Hier wurden schon sehr sehr viele gute Argumente genannt!
Zu unterschätzen ist echt nicht die soziale Komponente: ich bin jetzt 6 Jahre im Home Office, hab während Corona angefangen und dazu noch während Corona den Job gewechselt -> bin von vorher Stechuhr zu vollkommen offen gewechselt, die Kollegen 400km weg… die hab ich zum ersten Mal nach 1,5 Jahren gesehen -> nur am Telefon, nix beim Kaffee quatschen, gemeinsam Essengehen, Weihnachtsfeier etc.
Das war eine ziemliche Umstellung für mich! Möcht‘s jetzt aber echt nicht mehr missen.😀
Und oft hab ich das Gefühl, dass ich trotz ausschließlich telefonischer Anbindung eigentlich die bin, die noch am Besten informiert ist!😬
Das ist aber echt ne Sache der Persönlichkeit und das muss man wollen…
Generell tun sich, meiner Erfahrung nach, deutsche Firmen mit fehlender Präsenz schwerer, da wird gute Arbeit oft noch an der Zahl der Anwesenheitsstunden gemessen…😫… is halt für den Chef einfacher.

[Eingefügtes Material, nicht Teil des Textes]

//! Tiered twinkling star shell.

use super::{GlobeRng, GlobeScene};
use super::mode::AlternateMode;
use crate::AppScreen;
use crate::config::GlobeSettings;
use crate::utils::remove;
use app::LOG_GLOBE;
use bevy::prelude::*;
use rand::Rng;
use settings::SettingsArc;
use std::f32::consts::TAU;

pub struct StarFieldPlugin;

impl Plugin for StarFieldPlugin {
    fn build(&self, app: &mut App) {
        app.init_resource::<GlobeRng>()
            .add_systems(OnEnter(AppScreen::Globe), spawn_stars)
            .add_systems(Update, twinkle.run_if(in_state(AppScreen::Globe)))
            .add_systems(OnExit(AppScreen::Globe), remove::<StarMaterials>);
    }
}

/// Shared materials per tier; stars within a bucket twinkle in step.
pub const PHASE_BUCKETS: usize = 8;
const INNER_RADIUS: f32 = 250.0;
const SHELL_DEPTH: f32 = 800.0;
/// World radius of a star per unit of its nominal size.
const SIZE_TO_RADIUS: f32 = 0.16;

#[derive(Debug, Clone, Copy, PartialEq, Eq, Hash)]
pub enum StarTier {
    Hero,
    Mid,
    Background,
}

impl StarTier {
    pub const ALL: [StarTier; 3] = [StarTier::Hero, StarTier::Mid, StarTier::Background];

    /// 5% hero, 15% mid, the rest background.
    pub fn from_roll(roll: f32) -> Self {
        if roll > 0.95 {
            StarTier::Hero
        } else if roll > 0.8 {
            StarTier::Mid
        } else {
            StarTier::Background
        }
    }

    pub fn brightness(self) -> f32 {
        match self {
            StarTier::Hero => 1.0,
            StarTier::Mid => 0.6,
            StarTier::Background => 0.3,
        }
    }

    fn size(self, roll: f32) -> f32 {
        match self {
            StarTier::Hero => 4.0 + roll * 2.0,
            StarTier::Mid => 2.5 + roll * 1.5,
            StarTier::Background => 1.5 + roll,
        }
    }

    fn slot(self) -> usize {
        self as usize
    }
}

#[derive(Debug, Clone, Copy, PartialEq)]
pub struct Star {
    pub position: Vec3,
    pub size: f32,
    pub tier: StarTier,
}

impl Star {
    /// Spatial phase offset of the twinkle, folded into `0..TAU`.
    pub fn phase(&self) -> f32 {
        (self.position.x * 0.1 + self.position.y * 0.1).rem_euclid(TAU)
    }

    pub fn bucket(&self) -> usize {
        ((self.phase() / TAU * PHASE_BUCKETS as f32) as usize).min(PHASE_BUCKETS - 1)
    }
}

pub fn generate_stars(count: usize, rng: &mut impl Rng) -> Vec<Star> {
    (0..count)
        .map(|_| {
            let r = INNER_RADIUS + rng.gen_range(0.0..1.0) * SHELL_DEPTH;
            let theta = rng.gen_range(0.0..TAU);
            let phi = (rng.gen_range(0.0f32..1.0) * 2.0 - 1.0).acos();
            let tier = StarTier::from_roll(rng.gen_range(0.0..1.0));
            Star {
                position: Vec3::new(
                    r * phi.sin() * theta.cos(),
                    r * phi.sin() * theta.sin(),
                    r * phi.cos(),
                ),
                size: tier.size(rng.gen_range(0.0..1.0)),
                tier,
            }
        })
        .collect()
}

/// Per-star alpha: brighter tiers twinkle faster and wider.
pub fn twinkle_alpha(brightness: f32, time: f32, position: Vec3) -> f32 {
    twinkle_alpha_at_phase(brightness, time, position.x * 0.1 + position.y * 0.1)
}

fn twinkle_alpha_at_phase(brightness: f32, time: f32, phase: f32) -> f32 {
    brightness + 0.3 * (time * (2.0 + brightness) + phase).sin() * brightness
}

fn bucket_phase(bucket: usize) -> f32 {
    (bucket as f32 + 0.5) / PHASE_BUCKETS as f32 * TAU
}

#[derive(Resource)]
struct StarMaterials {
    buckets: [[Handle<StandardMaterial>; PHASE_BUCKETS]; 3],
}

fn star_color(alternate: bool) -> Color {
    if alternate {
        Color::srgb_u8(0xf8, 0x71, 0x71)
    } else {
        Color::WHITE
    }
}

fn spawn_stars(
    mut commands: Commands,
    settings: Res<SettingsArc<GlobeSettings>>,
    mut rng: ResMut<GlobeRng>,
    mut meshes: ResMut<Assets<Mesh>>,
    mut materials: ResMut<Assets<StandardMaterial>>,
) {
    let stars = generate_stars(settings.star_count, &mut rng.0);
    let mesh = meshes.add(Sphere::new(1.0).mesh().uv(8, 6));

    let buckets = StarTier::ALL.map(|tier| {
        std::array::from_fn(|_| {
            materials.add(StandardMaterial {
                base_color: star_color(false).with_alpha(tier.brightness()),
                alpha_mode: AlphaMode::Add,
                unlit: true,
                ..default()
            })
        })
    });

    commands
        .spawn((
            Transform::default(),
            Visibility::default(),
            GlobeScene,
            Name::new("Star Field"),
        ))
        .with_children(|field| {
            for star in &stars {
                let material: &Handle<StandardMaterial> = &buckets[star.tier.slot()][star.bucket()];
                field.spawn((
                    Mesh3d(mesh.clone()),
                    MeshMaterial3d(material.clone()),
                    Transform::from_translation(star.position)
                        .with_scale(Vec3::splat(star.size * SIZE_TO_RADIUS)),
                    Pickable::IGNORE,
                ));
            }
        });

    commands.insert_resource(StarMaterials { buckets });
    debug!(target: LOG_GLOBE, "{} stars spawned", stars.len());
}

fn twinkle(
    time: Res<Time>,
    mode: Res<AlternateMode>,
    handles: Option<Res<StarMaterials>>,
    mut materials: ResMut<Assets<StandardMaterial>>,
) {
    let Some(handles) = handles else {
        return;
    };
    let elapsed = time.elapsed_secs();
    let color = star_color(mode.active());

    for tier in StarTier::ALL {
        for (bucket, handle) in handles.buckets[tier.slot()].iter().enumerate() {
            let alpha = twinkle_alpha_at_phase(tier.brightness(), elapsed, bucket_phase(bucket));
            if let Some(material) = materials.get_mut(handle) {
                material.base_color = color.with_alpha(alpha.clamp(0.0, 1.0));
            }
        }
    }
}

Ich arbeite in nem amerikanischen Konzern und meine Chefin sitzt drüben. Der ist egal, wo ich bin, Hauptsache, ich gehe ans Telefon, wenn sie was will und liefere ansonsten pünktlich meine Ergebnisse!
Meine Kollegen sind auch komplett über die Welt verstreut… da gibt es also keinen Ort, wo ich mich ans Team „anbinden“ könnte.
Ich arbeite übrigens im Lieferanten-Qualitätswesen für verschiedene Fabriken in Europa, d.h. ich habe hauptsächlich mit Lieferanten zu tun, weniger mit nem Konzern-eigenen Standort.
Allerdings bin ich dadurch auch recht viel unterwegs… die Zeit muss dann mein Freund abdecken: der arbeitet bei ner großen deutschen Firma und ist daher angehalten, 1x die Woche im Büro aufzuschlagen.